For each line in the data that includes "filename", make a copy.

-=-=-

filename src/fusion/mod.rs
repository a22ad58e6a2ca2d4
//! Joint analysis of the registered ion images and the reference image.
//!
//! Ion images become the rows of an observation matrix restricted to the
//! tissue mask. NMF or PCA embeds every ion image in a low-dimensional
//! space, the reference image is projected into the same space with the
//! learnt components held fixed, and ion images are ranked by their distance
//! to the projected reference.

mod error;
mod linalg;
mod matrix;
mod nmf;
mod options;
mod pca;
mod ranking;
mod reconstruct;

pub use error::DecompositionError;
pub use matrix::{data_matrix, masked_row, Normalization};
pub use nmf::{nmf, NmfModel, NmfOptions};
pub use options::{FusionMethod, FusionOptions};
pub use pca::{pca, PcaModel};
pub use ranking::{rank_by_correlation, rank_by_distance, DistanceMetric, RankedIon};
pub use reconstruct::{component_image, reconstruct_image};

use crate::image::ImageF32;
use log::debug;
use nalgebra::{DMatrix, DVector};
use serde::Serialize;

/// Method-specific fit quality.
#[derive(Clone, Debug, PartialEq, Serialize)]
#[serde(tag = "kind", rename_all = "camelCase")]
pub enum FusionQuality {
    #[serde(rename_all = "camelCase")]
    ReconstructionError {
        error: f64,
        relative_error: f64,
        iterations: usize,
    },
    #[serde(rename_all = "camelCase")]
    ExplainedVariance { ratios: Vec<f64> },
}

#[derive(Clone, Debug, Serialize)]
#[serde(rename_all = "camelCase")]
pub struct FusionResult {
    pub method: FusionMethod,
    /// Embedding of every ion image, indexed like the input.
    pub coordinates: Vec<Vec<f64>>,
    /// Embedding of the reference image.
    pub reference_point: Vec<f64>,
    /// Closest ion images first, truncated to `top_n`.
    pub ranking: Vec<RankedIon>,
    pub quality: FusionQuality,
    /// Components rendered on the full image grid.
    #[serde(skip)]
    pub component_images: Vec<ImageF32>,
    /// Reference as seen through the components.
    #[serde(skip)]
    pub reference_reconstruction: ImageF32,
}

#[derive(Clone, Debug, Default)]
pub struct Fusion {
    options: FusionOptions,
}

fn rows_of(m: &DMatrix<f64>) -> Vec<Vec<f64>> {
    m.row_iter().map(|r| r.iter().copied().collect()).collect()
}

impl Fusion {
    pub fn new(options: FusionOptions) -> Self {
        Self { options }
    }

    pub fn options(&self) -> &FusionOptions {
        &self.options
    }

    /// Embed `ion_images` and `reference` over `mask` and rank the ion images
    /// by their distance to the reference. `mzs[i]` labels `ion_images[i]`.
    pub fn fuse(
        &self,
        ion_images: &[ImageF32],
        reference: &ImageF32,
        mask: &[bool],
        mzs: &[f64],
    ) -> Result<FusionResult, DecompositionError> {
        if mzs.len() != ion_images.len() {
            return Err(DecompositionError::ShapeMismatch {
                what: "m/z labels",
                expected: ion_images.len(),
                found: mzs.len(),
            });
        }
        let opts = &self.options;
        let x = data_matrix(ion_images, mask, opts.normalization)?;
        let reference_row = masked_row(reference, mask, opts.normalization)?;
        let k = opts.nmf.n_components;
        let (w, h) = (reference.w, reference.h);

        let (coordinates, reference_point, components, quality): (
            DMatrix<f64>,
            DVector<f64>,
            DMatrix<f64>,
            FusionQuality,
        ) = match opts.method {
            FusionMethod::Nmf => {
                let model = nmf(&x, &opts.nmf)?;
                let point = model.transform(&reference_row)?;
                let quality = FusionQuality::ReconstructionError {
                    error: model.reconstruction_error,
                    relative_error: model.reconstruction_error / x.norm().max(f64::EPSILON),
                    iterations: model.iterations,
                };
                (model.w, point, model.h, quality)
            }
            FusionMethod::Pca => {
                let model = pca(&x, k)?;
                let point = model.transform(&reference_row)?;
                let quality = FusionQuality::ExplainedVariance {
                    ratios: model.explained_variance_ratio.clone(),
                };
                (model.scores, point, model.components, quality)
            }
        };

        let mut ranking = rank_by_distance(&coordinates, &reference_point, opts.distance, mzs);
        ranking.truncate(opts.top_n.max(1));
        let component_images = (0..components.nrows())
            .map(|j| component_image(&components, j, mask, w, h))
            .collect::<Result<Vec<_>, _>>()?;
        let reference_reconstruction = reconstruct_image(&components, &reference_point, mask, w, h)?;
        debug!(
            "fusion ({:?}): {} ion images x {} pixels, k={}, best m/z={:?}",
            opts.method,
            x.nrows(),
            x.ncols(),
            components.nrows(),
            ranking.first().map(|r| r.mz)
        );

        Ok(FusionResult {
            method: opts.method,
            coordinates: rows_of(&coordinates),
            reference_point: reference_point.iter().copied().collect(),
            ranking,
            quality,
            component_images,
            reference_reconstruction,
        })
    }
}

#[cfg(test)]
mod tests;
/// Reasons why a decomposition cannot be computed.
#[derive(Clone, Debug, PartialEq)]
pub enum DecompositionError {
    /// At least two observations (ion images) are needed.
    TooFewObservations { found: usize },
    /// `requested` components exceed `min(rows, cols)`.
    InvalidComponents { requested: usize, max: usize },
    EmptyMask,
    ShapeMismatch {
        what: &'static str,
        expected: usize,
        found: usize,
    },
    /// NMF input contains negative values.
    NegativeInput,
}

impl std::fmt::Display for DecompositionError {
    fn fmt(&self, f: &mut std::fmt::Formatter<'_>) -> std::fmt::Result {
        match self {
            DecompositionError::TooFewObservations { found } => {
                write!(f, "need at least 2 ion images, got {found}")
            }
            DecompositionError::InvalidComponents { requested, max } => {
                write!(f, "{requested} components requested but at most {max} are possible")
            }
            DecompositionError::EmptyMask => write!(f, "fusion mask selects no pixel"),
            DecompositionError::ShapeMismatch {
                what,
                expected,
                found,
            } => write!(f, "{what}: expected {expected} values, found {found}"),
            DecompositionError::NegativeInput => {
                write!(f, "non-negative factorisation given negative intensities")
            }
        }
    }
}

impl std::error::Error for DecompositionError {}
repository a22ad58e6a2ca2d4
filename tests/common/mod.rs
#![allow(dead_code)]

pub mod synthetic;
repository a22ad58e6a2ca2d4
use serde::{Deserialize, Serialize};

/// Similarity measure between the fixed image and the resampled moving
/// image. All variants are expressed so that lower is better.
#[derive(Clone, Copy, Debug, PartialEq, Serialize, Deserialize)]
#[serde(tag = "kind", rename_all = "camelCase")]
pub enum MetricKind {
    MeanSquares,
    /// Negated Pearson correlation.
    NormalizedCorrelation,
    /// Negated mutual information over a soft-binned joint histogram.
    MutualInformation { bins: usize },
}

impl Default for MetricKind {
    fn default() -> Self {
        MetricKind::MutualInformation { bins: 32 }
    }
}

/// Initial alignment before optimisation.
#[derive(Clone, Copy, Debug, Default, PartialEq, Eq, Serialize, Deserialize)]
#[serde(rename_all = "camelCase")]
pub enum InitMode {
    /// Align the geometric image centres.
    #[default]
    Geometry,
    /// Align the intensity centroids.
    Moments,
}

/// Regular-step gradient descent parameters.
#[derive(Clone, Debug, Serialize, Deserialize)]
#[serde(default)]
pub struct OptimizerOptions {
    /// Initial step length in scaled parameter units.
    pub learning_rate: f64,
    pub min_step: f64,
    /// Step multiplier applied whenever the gradient changes direction.
    pub relaxation_factor: f64,
    pub gradient_tolerance: f64,
    pub max_iterations: usize,
    /// Finite-difference half width in scaled parameter units.
    pub finite_difference: f64,
    /// Per-parameter scales for `[θ, tx, ty]`. A scale `s` makes a unit
    /// scaled step move the parameter by `1 / s`.
    pub scales: [f64; 3],
}

impl Default for OptimizerOptions {
    fn default() -> Self {
        Self {
            learning_rate: 2.0,
            min_step: 1e-3,
            relaxation_factor: 0.5,
            gradient_tolerance: 1e-6,
            max_iterations: 200,
            finite_difference: 0.25,
            scales: [50.0, 1.0, 1.0],
        }
    }
}

#[derive(Clone, Debug, Serialize, Deserialize)]
#[serde(default)]
pub struct RegistrationOptions {
    pub metric: MetricKind,
    pub optimizer: OptimizerOptions,
    pub initialization: InitMode,
    /// Number of pyramid levels for coarse-to-fine registration.
    pub pyramid_levels: usize,
    /// Rotations (degrees) each registration is started from.
    pub initial_angles_deg: Vec<f64>,
    /// Resize the moving image to the fixed image dimensions first.
    pub resize_moving: bool,
    /// Fixed-image sampling stride used by the metric.
    pub sampling_stride: usize,
    /// Minimum share of fixed samples that must land in the moving image.
    pub min_overlap: f64,
}

impl Default for RegistrationOptions {
    fn default() -> Self {
        Self {
            metric: MetricKind::default(),
            optimizer: OptimizerOptions::default(),
            initialization: InitMode::default(),
            pyramid_levels: 3,
            initial_angles_deg: vec![0.0],
            resize_moving: true,
            sampling_stride: 1,
            min_overlap: 0.25,
        }
    }
}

-=-=-

:: YOUR SOLUTION ::
filename src/fusion/mod.rs
filename tests/common/mod.rs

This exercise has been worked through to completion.